Modeled heat flux into the interior of the rock, following an ambient temperature change from 1.5°C to −1°C. The size of the rock influences the speed of interior response (A), and the depth into an outcrop of constant size controls how rapidly the interior equilibrates (B). To remain above freezing for an 18 h Icelandic winter night, when external temperatures are subzero, the microbial community must be located at least 20 cm below the surface (B). Color graphics available online at www.liebertonline.com/ast

3.3. Water and water activity

The rock interior remained moist for 40 h after wetting (Fig. 7). After this time, the interior and exterior probes were near equilibrium with atmospheric conditions (87% in the laboratory). Laboratory temperature was higher than that at which the probes were calibrated (26°C versus 21°C); thus, the recorded humidity exceeded 100%. The absolute value of humidity does not affect this experiment, however, since we use the probe to detect the length of time that the rock interior remains wet. The rock surface remained a dark color (observed when the rock was wetted) for at least 48 h, which indicates that water remained in some pore spaces. However, since the RH of the laboratory was high, we could not assess the extent of wetness except in comparison with atmospheric conditions.

FIG. 7.

Drying curve of the rock interior following a rainfall simulation. The interior RH probe detects moisture for 40 h after the event, when it reaches near equilibrium with atmospheric conditions (85%).

Figure 8 shows a drying curve for two rock samples from the field site (sample A, mass 25.73 g; sample B, mass 13.16 g), which contained 4.1% and 5.3% of their mass in water at visible surface saturation. After 24 h, these values had dropped to 2.9% and 2.6%, respectively. After 144 h, they had dropped to 1.36% and 0.67%, and after 216 h they had dropped to 0.14% and 0.03%, respectively. After 264 h, there was no measurable water content. The porosity associated with the percent wet weight at visible surface saturation is well below the value measured by BET analysis and mercury intrusion porosimetry, possibly because measurements were taken before sufficient liquid water had diffused into the interior of the rock to cause saturation (Fig. 8).

FIG. 8.

Effective porosity for drying curve for visibly saturated rock samples A and B, and the measured porosity of the rock sample.

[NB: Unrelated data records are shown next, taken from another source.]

pub mod config;
pub mod connection;
pub mod fields;
pub mod message;
pub mod series;
pub mod state;
pub mod writer;

pub use config::Config;
pub use connection::StreamClient;
pub use fields::FieldCatalog;
pub use message::{RemoteState, ServerMessage};
pub use series::{SeriesPoint, WindowedSeries};
pub use state::{CommandState, StateProjector, StatusState, Telemetry};
pub use writer::{CommandWriter, WriteStatus};
use std::io;

use tokio::io::{AsyncBufReadExt, BufReader};
use tokio::net::TcpStream;
use tokio::sync::{oneshot, watch};
use tokio::task::JoinHandle;
use tokio::time::{sleep, Duration};
use tracing::{debug, info, warn};

use crate::config::StreamConfig;
use crate::message::{RemoteState, ServerMessage};

/// Handle to the live telemetry stream.
///
/// `connect` spawns a task that exclusively owns the transport and the
/// reconnect timer; the handle only observes, through watch channels. The
/// task keeps the connection alive indefinitely: a drop schedules exactly one
/// reconnect after the configured delay and the cycle repeats, until
/// `teardown` (or dropping the handle) stops it.
pub struct StreamClient {
    state: watch::Receiver<RemoteState>,
    connected: watch::Receiver<bool>,
    shutdown: oneshot::Sender<()>,
    task: JoinHandle<()>,
}

impl StreamClient {
    pub fn connect(config: StreamConfig) -> Self {
        let (state_tx, state) = watch::channel(RemoteState::default());
        let (connected_tx, connected) = watch::channel(false);
        let (shutdown, shutdown_rx) = oneshot::channel();

        let task = tokio::spawn(run(config, state_tx, connected_tx, shutdown_rx));

        Self {
            state,
            connected,
            shutdown,
            task,
        }
    }

    /// Merged remote state. Borrow for the current value, `changed().await`
    /// to follow it.
    pub fn state(&self) -> watch::Receiver<RemoteState> {
        self.state.clone()
    }

    /// True while a connection is open and has not errored or closed.
    pub fn connected(&self) -> watch::Receiver<bool> {
        self.connected.clone()
    }

    /// Cancels a pending reconnect, drops the transport and waits for the
    /// task to finish. Nothing mutates the published state afterwards.
    pub async fn teardown(self) {
        let _ = self.shutdown.send(());
        let _ = self.task.await;
    }
}

enum Disconnect {
    Shutdown,
    Eof,
    Io(io::Error),
}

async fn run(
    config: StreamConfig,
    state: watch::Sender<RemoteState>,
    connected: watch::Sender<bool>,
    mut shutdown: oneshot::Receiver<()>,
) {
    let delay = Duration::from_millis(config.reconnect_delay_ms);

    loop {
        // The previous transport is gone before a new connect starts, so two
        // connections can never feed RemoteState at the same time.
        let attempt = tokio::select! {
            _ = &mut shutdown => return,
            attempt = TcpStream::connect(config.addr.as_str()) => attempt,
        };

        match attempt {
            Ok(stream) => {
                info!(addr = %config.addr, "Connected to controller gateway");
                connected.send_replace(true);

                let reason = read_frames(stream, &state, &mut shutdown).await;
                connected.send_replace(false);

                match reason {
                    Disconnect::Shutdown => return,
                    Disconnect::Eof => info!("Gateway closed the connection"),
                    Disconnect::Io(e) => warn!("Connection lost: {e}"),
                }
            }
            Err(e) => debug!(addr = %config.addr, "Connect failed: {e}"),
        }

        // At most one reconnect is pending at a time; teardown cancels it.
        tokio::select! {
            _ = &mut shutdown => return,
            _ = sleep(delay) => {}
        }
    }
}

async fn read_frames(
    stream: TcpStream,
    state: &watch::Sender<RemoteState>,
    shutdown: &mut oneshot::Receiver<()>,
) -> Disconnect {
    let mut lines = BufReader::new(stream).lines();

    loop {
        tokio::select! {
            _ = &mut *shutdown => return Disconnect::Shutdown,
            line = lines.next_line() => match line {
                Ok(Some(line)) => apply_frame(state, &line),
                Ok(None) => return Disconnect::Eof,
                Err(e) => return Disconnect::Io(e),
            },
        }
    }
}

/// Frames are applied in receipt order. A frame that does not parse is
/// dropped with a warning; one corrupt line must not take the stream down.
fn apply_frame(state: &watch::Sender<RemoteState>, line: &str) {
    match serde_json::from_str::<ServerMessage>(line) {
        Ok(ServerMessage {
            snapshot: None,
            update: None,
        }) => {}
        Ok(message) => state.send_modify(|s| s.apply(message)),
        Err(e) => warn!("Dropping malformed frame: {e}"),
    }
}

The effective porosities required for the sample to maintain sufficient water activities for xerophiles and a wider range of microbial life (see Fig. 9 for water activities) are also illustrated.

Figure 5C shows the precipitation measured at Snæbýli, 60.3 km from the collection site, during the monitoring period. In this year, there were 241 days when precipitation was recorded. This compares to a mean of 222 days per year for 2007–2010; approximately 61% of the year. Figure 5B shows the maximum and minimum precipitation measured at all of the Icelandic Meteorological Office monitoring stations between January 2007 and 2010. Mean daily precipitation can range from 0 to 800 mm in a single month.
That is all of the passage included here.